Sunday, January 23, 2011

The VYTAUTAS MARIJOSIUS Awards in Conducting, 2011

I am very pleased to announce that The American Prize competitions has received a generous gift from the family of Maestro Vytautas Marijosius to fund cash awards in conducting and orchestral programming, honoring the memory of the great Lithuanian Maestro who taught at the Hartt School of Music for more than thirty years.

In addition to written evaluations and certificates of accomplishment, winners of The American Prize in ConductingVytautas Marijosius Memorial Awards in 2011 in the following categories will each receive $200 cash awards as a result of the Marijosius Family gift:

Orchestral Conducting 
professional, college/university and community categories

Opera Conducting 
professional category

Orchestral Programming 
one $200 prize will be awarded. Additional prizes of from $100-$200 may be awarded if the number and quality of other applicants warrant.

The postmark deadline for the competitions is:
Tuesday, March 15, 2011.

Complete information, including requirements and application forms, may be found on the website The American Prize

about MARIJOSIUS

by David Katz, assistant and disciple

Maestro Vytautas Marijosius was born in Lithuania in 1910. He studied at the Prague Conservatory with Hermann Scherchen and Vaclav Talich and by the age of 28 was music director of the Lithuanian State Opera.

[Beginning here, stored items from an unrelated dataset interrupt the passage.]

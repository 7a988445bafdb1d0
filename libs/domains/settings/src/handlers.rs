//! HTTP handlers for Settings API

use axum::{Json, Router, extract::State, routing::get};
use axum_helpers::{
    ValidatedJson,
    errors::responses::{
        BadRequestEmptyUpdateResponse, BadRequestValidationResponse, InternalServerErrorResponse,
    },
};
use std::sync::Arc;
use utoipa::OpenApi;

use crate::error::SettingsResult;
use crate::models::{SettingsResponse, UpdateSettings};
use crate::repository::SettingsRepository;
use crate::service::SettingsService;

/// OpenAPI documentation for Settings API
#[derive(OpenApi)]
#[openapi(
    paths(get_settings, update_settings),
    components(
        schemas(SettingsResponse, UpdateSettings),
        responses(
            BadRequestEmptyUpdateResponse,
            BadRequestValidationResponse,
            InternalServerErrorResponse
        )
    ),
    tags(
        (name = "Settings", description = "Storefront site settings")
    )
)]
pub struct ApiDoc;

/// Create the settings router
pub fn router<R: SettingsRepository + 'static>(service: SettingsService<R>) -> Router {
    Router::new()
        .route("/", get(get_settings).put(update_settings))
        .with_state(Arc::new(service))
}

/// Fetch the site settings, creating defaults on first access
#[utoipa::path(
    get,
    path = "",
    tag = "Settings",
    responses(
        (status = 200, description = "Current settings", body = SettingsResponse),
        (status = 500, response = InternalServerErrorResponse)
    )
)]
async fn get_settings<R: SettingsRepository>(
    State(service): State<Arc<SettingsService<R>>>,
) -> SettingsResult<Json<SettingsResponse>> {
    Ok(Json(service.get_settings().await?))
}

/// Update the supplied settings fields
#[utoipa::path(
    put,
    path = "",
    tag = "Settings",
    request_body = UpdateSettings,
    responses(
        (status = 200, description = "Updated settings", body = SettingsResponse),
        (status = 400, response = BadRequestEmptyUpdateResponse),
        (status = 500, response = InternalServerErrorResponse)
    )
)]
async fn update_settings<R: SettingsRepository>(
    State(service): State<Arc<SettingsService<R>>>,
    ValidatedJson(input): ValidatedJson<UpdateSettings>,
) -> SettingsResult<Json<SettingsResponse>> {
    Ok(Json(service.update_settings(input).await?))
}
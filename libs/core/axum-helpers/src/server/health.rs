use axum::{
    Json, Router,
    extract::State,
    http::StatusCode,
    response::{IntoResponse, Response},
    routing::get,
};
use core_config::AppInfo;
use futures::future::join_all;
use serde::Serialize;
use serde_json::{Map, Value, json};
use std::future::Future;
use std::pin::Pin;
use utoipa::ToSchema;

#[derive(Debug, Serialize, ToSchema)]
pub struct HealthResponse {
    pub status: &'static str,
    pub name: &'static str,
    pub version: &'static str,
}

/// A boxed future for health checks with a string error
pub type HealthCheckFuture<'a> = Pin<Box<dyn Future<Output = Result<(), String>> + Send + 'a>>;

/// Runs multiple health checks concurrently and returns aggregated results.
///
/// The body is `{"status": "ready" | "not ready", "<name>": "connected" |
/// "disconnected", ...}`; any failing check turns the status into 503.
///
/// # Example
/// ```ignore
/// let checks: Vec<(&str, HealthCheckFuture<'_>)> = vec![(
///     "mongodb",
///     Box::pin(async { check_health(&db).await.map_err(|e| e.to_string()) }),
/// )];
/// run_health_checks(checks).await
/// ```
pub async fn run_health_checks(
    checks: Vec<(&str, HealthCheckFuture<'_>)>,
) -> Result<(StatusCode, Json<Value>), (StatusCode, Json<Value>)> {
    let names: Vec<_> = checks.iter().map(|(name, _)| *name).collect();
    let futures: Vec<_> = checks.into_iter().map(|(_, check)| check).collect();
    let results = join_all(futures).await;

    let mut body = Map::new();
    let mut all_healthy = true;

    for (name, result) in names.into_iter().zip(results) {
        let status = match result {
            Ok(()) => "connected",
            Err(e) => {
                tracing::error!(check = name, error = %e, "Readiness check failed");
                all_healthy = false;
                "disconnected"
            }
        };
        body.insert(name.to_string(), json!(status));
    }

    body.insert(
        "status".to_string(),
        json!(if all_healthy { "ready" } else { "not ready" }),
    );

    if all_healthy {
        Ok((StatusCode::OK, Json(Value::Object(body))))
    } else {
        Err((StatusCode::SERVICE_UNAVAILABLE, Json(Value::Object(body))))
    }
}

/// Liveness handler: always 200 with the app name and version.
pub async fn health_handler(State(app): State<AppInfo>) -> Response {
    let response = HealthResponse {
        status: "healthy",
        name: app.name,
        version: app.version,
    };

    (StatusCode::OK, Json(response)).into_response()
}

/// Creates a router with the /health endpoint.
///
/// # Example
/// ```ignore
/// use axum_helpers::server::health_router;
/// use core_config::app_info;
///
/// let app = router.merge(health_router(app_info!()));
/// ```
pub fn health_router(app_info: AppInfo) -> Router {
    Router::new()
        .route("/health", get(health_handler))
        .with_state(app_info)
}
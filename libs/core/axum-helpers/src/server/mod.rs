//! Server infrastructure module.
//!
//! This module provides:
//! - Application setup with OpenAPI documentation
//! - Health and readiness helpers
//! - Graceful shutdown coordination
//!
//! # Example
//!
//! ```ignore
//! use axum_helpers::server::{create_production_app, create_router, health_router};
//! use core_config::app_info;
//!
//! let router = create_router::<ApiDoc>(api_routes, &origins)?
//!     .merge(health_router(app_info!()));
//!
//! create_production_app(router, &config.server, Duration::from_secs(30), cleanup).await?;
//! ```

pub mod app;
pub mod health;
pub mod shutdown;

pub use app::{create_production_app, create_router};
pub use health::{HealthCheckFuture, HealthResponse, health_router, run_health_checks};
pub use shutdown::{ShutdownCoordinator, shutdown_signal};
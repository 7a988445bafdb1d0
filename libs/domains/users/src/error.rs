use axum::response::{IntoResponse, Response};
use axum_helpers::AppError;
use thiserror::Error;

#[derive(Debug, Error)]
pub enum UserError {
    /// A unique field (`username` or `email`) is already taken
    #[error("A user with this {0} already exists")]
    Duplicate(&'static str),

    #[error("Invalid input: {0}")]
    Validation(String),

    #[error("Password hashing error: {0}")]
    PasswordHash(String),

    #[error("Database error: {0}")]
    Database(String),
}

pub type UserResult<T> = Result<T, UserError>;

impl From<UserError> for AppError {
    fn from(err: UserError) -> Self {
        match err {
            UserError::Duplicate(_) => AppError::Conflict(err.to_string()),
            UserError::Validation(msg) => AppError::BadRequest(msg),
            UserError::PasswordHash(msg) | UserError::Database(msg) => {
                AppError::InternalServerError(msg)
            }
        }
    }
}

impl IntoResponse for UserError {
    fn into_response(self) -> Response {
        AppError::from(self).into_response()
    }
}

impl From<mongodb::error::Error> for UserError {
    fn from(err: mongodb::error::Error) -> Self {
        UserError::Database(err.to_string())
    }
}
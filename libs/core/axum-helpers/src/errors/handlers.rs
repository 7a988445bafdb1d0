use axum::{http::StatusCode, response::Response};

use super::{ErrorCode, error_response};

/// Fallback for unmatched routes.
pub async fn not_found() -> Response {
    error_response(
        StatusCode::NOT_FOUND,
        "The requested resource was not found".to_string(),
        ErrorCode::NotFound,
    )
}
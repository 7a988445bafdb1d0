//! Reusable OpenAPI response types for consistent API documentation.

use super::ErrorResponse;
#[allow(unused_imports)]
use serde_json::json;
use utoipa::ToResponse;

#[derive(ToResponse)]
#[response(
    description = "Internal Server Error",
    content_type = "application/json",
    example = json!({
        "code": 1005,
        "error": "INTERNAL_ERROR",
        "message": "server selection timeout"
    })
)]
pub struct InternalServerErrorResponse(pub ErrorResponse);

#[derive(ToResponse)]
#[response(
    description = "Bad Request - Validation Error",
    content_type = "application/json",
    example = json!({
        "code": 1001,
        "error": "VALIDATION_ERROR",
        "message": "Request validation failed",
        "details": {
            "password": [{
                "code": "length",
                "message": null,
                "params": {"min": 8, "value": "short"}
            }]
        }
    })
)]
pub struct BadRequestValidationResponse(pub ErrorResponse);

#[derive(ToResponse)]
#[response(
    description = "Bad Request - Invalid identifier",
    content_type = "application/json",
    example = json!({
        "code": 1002,
        "error": "INVALID_ID",
        "message": "Invalid identifier: 'not-an-id'"
    })
)]
pub struct BadRequestIdResponse(pub ErrorResponse);

#[derive(ToResponse)]
#[response(
    description = "Bad Request - Nothing to update",
    content_type = "application/json",
    example = json!({
        "code": 1012,
        "error": "BAD_REQUEST",
        "message": "No fields to update"
    })
)]
pub struct BadRequestEmptyUpdateResponse(pub ErrorResponse);

#[derive(ToResponse)]
#[response(
    description = "Resource not found",
    content_type = "application/json",
    example = json!({
        "code": 1004,
        "error": "NOT_FOUND",
        "message": "Product with id 665f1c2ab2d4e1a9c0f3b7aa not found"
    })
)]
pub struct NotFoundResponse(pub ErrorResponse);

#[derive(ToResponse)]
#[response(
    description = "Conflict - Resource already exists",
    content_type = "application/json",
    example = json!({
        "code": 1008,
        "error": "CONFLICT",
        "message": "A user with this username already exists"
    })
)]
pub struct ConflictResponse(pub ErrorResponse);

He recorded for Deutsche Grammaphone, guest conducted throughout Eastern Europe, and was awarded the Order of the White Lion by the Czechoslovak government for his services to Czech culture, the country’s highest honor to a non-citizen.

Driven from his homeland by the Communists, he settled in New Britain, Connecticut in 1948 and soon joined the faculty at the Hartt School of Music (later part of the University of Hartford) where he taught for more than thirty years. He died in 1996.

A man of remarkable perception, quick wit, extraordinary musical skill and impeccable taste, Marijosius was delightful and demanding, beloved of faculty and students. Loyal to a fault, he remained at Hartt even when offered the post of music director of opera at the Eastman School of Music.

His podium manner was reserved and elegant (he had the most beautiful conducting technique I have ever seen) but he could generate overwhelming emotion in performance. The audience reaction to VM's concert of complete acts from Boris Godunov and Lohengrin at Hartt in 1973, for example, threatened the stability of the auditorium’s architecture.

He had catholic tastes, exposing his students not only to the great masters of the past, but to symphonic masterworks by (then) living composers as diverse as Husa, Copland, Honegger, Britten, Ginastera and Schuman. I am honored to have studied with him as an undergraduate and later became he graduate assistant, and I am delighted that the Marijosius family has decided to honor his memory through the awarding of The American Prize.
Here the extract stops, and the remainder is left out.